Exercise instructions: Please filter the entries and return only the lines that include "IntCounter".

===== Supplied entries =====

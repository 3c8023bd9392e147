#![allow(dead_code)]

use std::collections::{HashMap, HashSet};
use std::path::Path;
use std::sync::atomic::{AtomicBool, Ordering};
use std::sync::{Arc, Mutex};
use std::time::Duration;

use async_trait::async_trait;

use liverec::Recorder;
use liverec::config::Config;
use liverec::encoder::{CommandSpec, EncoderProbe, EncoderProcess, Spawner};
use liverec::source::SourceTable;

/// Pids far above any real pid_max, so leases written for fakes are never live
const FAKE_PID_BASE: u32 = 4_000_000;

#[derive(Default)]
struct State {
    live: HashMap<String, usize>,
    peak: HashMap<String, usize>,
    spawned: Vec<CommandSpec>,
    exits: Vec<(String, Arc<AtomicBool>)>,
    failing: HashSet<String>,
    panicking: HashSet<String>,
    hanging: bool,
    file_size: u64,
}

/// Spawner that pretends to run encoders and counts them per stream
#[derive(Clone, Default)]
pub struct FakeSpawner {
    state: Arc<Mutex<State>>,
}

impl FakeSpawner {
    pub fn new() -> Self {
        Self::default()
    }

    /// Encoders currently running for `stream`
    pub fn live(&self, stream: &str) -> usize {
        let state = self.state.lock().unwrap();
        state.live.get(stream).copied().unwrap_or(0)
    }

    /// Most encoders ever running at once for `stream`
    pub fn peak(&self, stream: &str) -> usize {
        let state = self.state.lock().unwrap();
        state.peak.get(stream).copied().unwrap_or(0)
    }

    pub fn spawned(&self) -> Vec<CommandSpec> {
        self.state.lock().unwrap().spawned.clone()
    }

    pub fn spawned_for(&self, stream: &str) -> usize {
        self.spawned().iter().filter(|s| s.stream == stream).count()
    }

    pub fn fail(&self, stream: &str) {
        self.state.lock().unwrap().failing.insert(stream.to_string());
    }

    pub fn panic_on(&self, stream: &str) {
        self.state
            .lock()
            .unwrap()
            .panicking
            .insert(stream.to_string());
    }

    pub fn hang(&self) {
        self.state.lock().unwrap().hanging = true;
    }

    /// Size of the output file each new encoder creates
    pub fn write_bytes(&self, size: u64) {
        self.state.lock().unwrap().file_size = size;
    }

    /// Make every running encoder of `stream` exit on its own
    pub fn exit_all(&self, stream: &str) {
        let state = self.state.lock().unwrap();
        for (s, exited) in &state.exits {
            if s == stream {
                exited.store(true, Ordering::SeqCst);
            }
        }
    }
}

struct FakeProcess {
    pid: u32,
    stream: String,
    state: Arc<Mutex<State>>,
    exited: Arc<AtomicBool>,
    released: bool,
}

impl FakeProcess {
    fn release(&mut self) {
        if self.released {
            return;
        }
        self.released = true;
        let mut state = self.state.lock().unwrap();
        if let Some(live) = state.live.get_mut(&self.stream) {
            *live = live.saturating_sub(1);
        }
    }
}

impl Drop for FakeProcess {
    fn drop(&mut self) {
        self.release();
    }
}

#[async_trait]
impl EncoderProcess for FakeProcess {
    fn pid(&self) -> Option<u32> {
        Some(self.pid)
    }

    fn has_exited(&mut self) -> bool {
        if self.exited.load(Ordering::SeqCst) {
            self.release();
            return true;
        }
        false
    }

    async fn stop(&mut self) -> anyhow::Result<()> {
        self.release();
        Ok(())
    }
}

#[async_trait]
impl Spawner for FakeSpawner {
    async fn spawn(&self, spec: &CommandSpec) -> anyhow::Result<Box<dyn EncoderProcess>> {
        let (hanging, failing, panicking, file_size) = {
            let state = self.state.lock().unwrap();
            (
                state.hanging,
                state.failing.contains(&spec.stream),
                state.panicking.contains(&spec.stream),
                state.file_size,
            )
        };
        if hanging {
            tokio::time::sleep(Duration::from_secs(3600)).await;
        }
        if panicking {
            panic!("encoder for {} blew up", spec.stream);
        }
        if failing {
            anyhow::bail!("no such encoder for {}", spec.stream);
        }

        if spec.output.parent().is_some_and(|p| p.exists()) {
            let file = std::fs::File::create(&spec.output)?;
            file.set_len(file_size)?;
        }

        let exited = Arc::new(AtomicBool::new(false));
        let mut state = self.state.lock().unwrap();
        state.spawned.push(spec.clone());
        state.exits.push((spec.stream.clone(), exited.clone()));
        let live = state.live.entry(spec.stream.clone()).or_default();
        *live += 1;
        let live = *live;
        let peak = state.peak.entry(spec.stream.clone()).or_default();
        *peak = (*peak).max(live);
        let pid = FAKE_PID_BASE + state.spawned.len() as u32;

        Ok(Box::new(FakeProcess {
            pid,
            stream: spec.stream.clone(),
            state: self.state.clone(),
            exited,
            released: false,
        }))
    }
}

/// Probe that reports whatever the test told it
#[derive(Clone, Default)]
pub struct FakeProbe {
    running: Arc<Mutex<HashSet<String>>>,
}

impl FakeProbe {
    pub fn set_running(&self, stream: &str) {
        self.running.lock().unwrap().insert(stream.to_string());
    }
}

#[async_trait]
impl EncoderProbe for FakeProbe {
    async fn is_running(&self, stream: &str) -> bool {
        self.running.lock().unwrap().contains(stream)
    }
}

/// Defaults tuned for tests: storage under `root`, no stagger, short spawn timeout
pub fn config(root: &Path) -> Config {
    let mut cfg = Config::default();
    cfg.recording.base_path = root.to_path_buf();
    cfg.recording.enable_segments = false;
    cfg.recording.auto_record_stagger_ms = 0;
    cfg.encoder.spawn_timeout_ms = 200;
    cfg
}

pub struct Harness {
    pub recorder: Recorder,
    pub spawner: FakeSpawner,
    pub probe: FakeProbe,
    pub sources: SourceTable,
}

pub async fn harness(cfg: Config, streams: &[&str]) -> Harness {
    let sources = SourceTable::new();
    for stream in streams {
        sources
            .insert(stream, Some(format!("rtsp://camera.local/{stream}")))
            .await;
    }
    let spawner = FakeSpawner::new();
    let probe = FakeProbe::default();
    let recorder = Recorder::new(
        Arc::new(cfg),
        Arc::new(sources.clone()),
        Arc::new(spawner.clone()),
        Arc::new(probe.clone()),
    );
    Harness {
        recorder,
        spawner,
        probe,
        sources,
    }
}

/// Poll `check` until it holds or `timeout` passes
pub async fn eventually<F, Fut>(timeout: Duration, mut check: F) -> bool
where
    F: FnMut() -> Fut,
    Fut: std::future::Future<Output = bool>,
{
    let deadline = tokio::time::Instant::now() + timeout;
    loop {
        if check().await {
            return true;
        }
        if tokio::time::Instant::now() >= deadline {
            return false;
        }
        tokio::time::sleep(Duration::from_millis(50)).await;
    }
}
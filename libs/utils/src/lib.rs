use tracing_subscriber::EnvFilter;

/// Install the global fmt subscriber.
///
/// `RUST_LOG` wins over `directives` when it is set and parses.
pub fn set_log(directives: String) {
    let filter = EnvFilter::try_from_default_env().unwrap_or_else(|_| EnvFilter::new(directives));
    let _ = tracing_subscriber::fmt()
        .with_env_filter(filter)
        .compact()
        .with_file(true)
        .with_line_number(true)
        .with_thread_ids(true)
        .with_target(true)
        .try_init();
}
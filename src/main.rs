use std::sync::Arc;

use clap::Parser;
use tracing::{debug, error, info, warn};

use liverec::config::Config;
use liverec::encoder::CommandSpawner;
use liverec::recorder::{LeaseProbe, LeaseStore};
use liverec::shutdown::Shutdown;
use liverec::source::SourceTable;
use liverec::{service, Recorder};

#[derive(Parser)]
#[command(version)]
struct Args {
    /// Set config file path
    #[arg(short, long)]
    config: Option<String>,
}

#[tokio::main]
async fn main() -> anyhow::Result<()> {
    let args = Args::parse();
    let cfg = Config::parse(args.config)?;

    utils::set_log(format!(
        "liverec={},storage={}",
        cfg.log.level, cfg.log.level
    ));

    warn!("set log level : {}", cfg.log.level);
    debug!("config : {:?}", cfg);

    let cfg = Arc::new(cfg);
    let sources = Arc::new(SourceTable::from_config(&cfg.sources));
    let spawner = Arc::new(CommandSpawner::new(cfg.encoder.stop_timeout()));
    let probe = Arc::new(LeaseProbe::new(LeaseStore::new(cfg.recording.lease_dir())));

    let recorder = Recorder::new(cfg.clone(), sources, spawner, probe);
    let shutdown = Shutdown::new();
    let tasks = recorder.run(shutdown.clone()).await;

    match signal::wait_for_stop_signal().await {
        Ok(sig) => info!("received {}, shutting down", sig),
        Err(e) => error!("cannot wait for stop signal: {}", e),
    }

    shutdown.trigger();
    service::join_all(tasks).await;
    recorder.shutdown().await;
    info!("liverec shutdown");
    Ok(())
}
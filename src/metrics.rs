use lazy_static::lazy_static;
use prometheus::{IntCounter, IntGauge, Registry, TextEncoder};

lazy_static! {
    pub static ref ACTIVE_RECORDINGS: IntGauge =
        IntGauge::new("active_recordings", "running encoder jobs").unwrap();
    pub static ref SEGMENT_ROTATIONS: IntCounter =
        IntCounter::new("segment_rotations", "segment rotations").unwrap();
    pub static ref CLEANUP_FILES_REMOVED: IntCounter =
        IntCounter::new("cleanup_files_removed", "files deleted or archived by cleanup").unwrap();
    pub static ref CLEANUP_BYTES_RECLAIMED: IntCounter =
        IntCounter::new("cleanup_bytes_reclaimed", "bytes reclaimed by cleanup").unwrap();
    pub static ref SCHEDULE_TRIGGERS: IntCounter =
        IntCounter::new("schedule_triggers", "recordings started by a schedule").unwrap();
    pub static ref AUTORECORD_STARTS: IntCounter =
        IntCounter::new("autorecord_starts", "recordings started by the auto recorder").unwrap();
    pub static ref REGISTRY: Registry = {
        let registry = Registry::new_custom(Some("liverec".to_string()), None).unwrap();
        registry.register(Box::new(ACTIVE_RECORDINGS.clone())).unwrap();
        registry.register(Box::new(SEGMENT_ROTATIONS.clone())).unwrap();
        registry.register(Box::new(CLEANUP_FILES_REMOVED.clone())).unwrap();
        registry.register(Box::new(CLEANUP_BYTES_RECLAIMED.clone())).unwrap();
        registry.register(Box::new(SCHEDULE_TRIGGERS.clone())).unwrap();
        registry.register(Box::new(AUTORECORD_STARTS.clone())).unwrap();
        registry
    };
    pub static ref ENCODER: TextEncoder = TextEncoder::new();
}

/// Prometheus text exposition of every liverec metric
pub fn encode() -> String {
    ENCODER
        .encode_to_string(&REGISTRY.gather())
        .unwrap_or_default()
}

=====

Written answer:
use prometheus::{IntCounter, IntGauge, Registry, TextEncoder};
    pub static ref SEGMENT_ROTATIONS: IntCounter =
        IntCounter::new("segment_rotations", "segment rotations").unwrap();
    pub static ref CLEANUP_FILES_REMOVED: IntCounter =
        IntCounter::new("cleanup_files_removed", "files deleted or archived by cleanup").unwrap();
    pub static ref CLEANUP_BYTES_RECLAIMED: IntCounter =
        IntCounter::new("cleanup_bytes_reclaimed", "bytes reclaimed by cleanup").unwrap();
    pub static ref SCHEDULE_TRIGGERS: IntCounter =
        IntCounter::new("schedule_triggers", "recordings started by a schedule").unwrap();
    pub static ref AUTORECORD_STARTS: IntCounter =
        IntCounter::new("autorecord_starts", "recordings started by the auto recorder").unwrap();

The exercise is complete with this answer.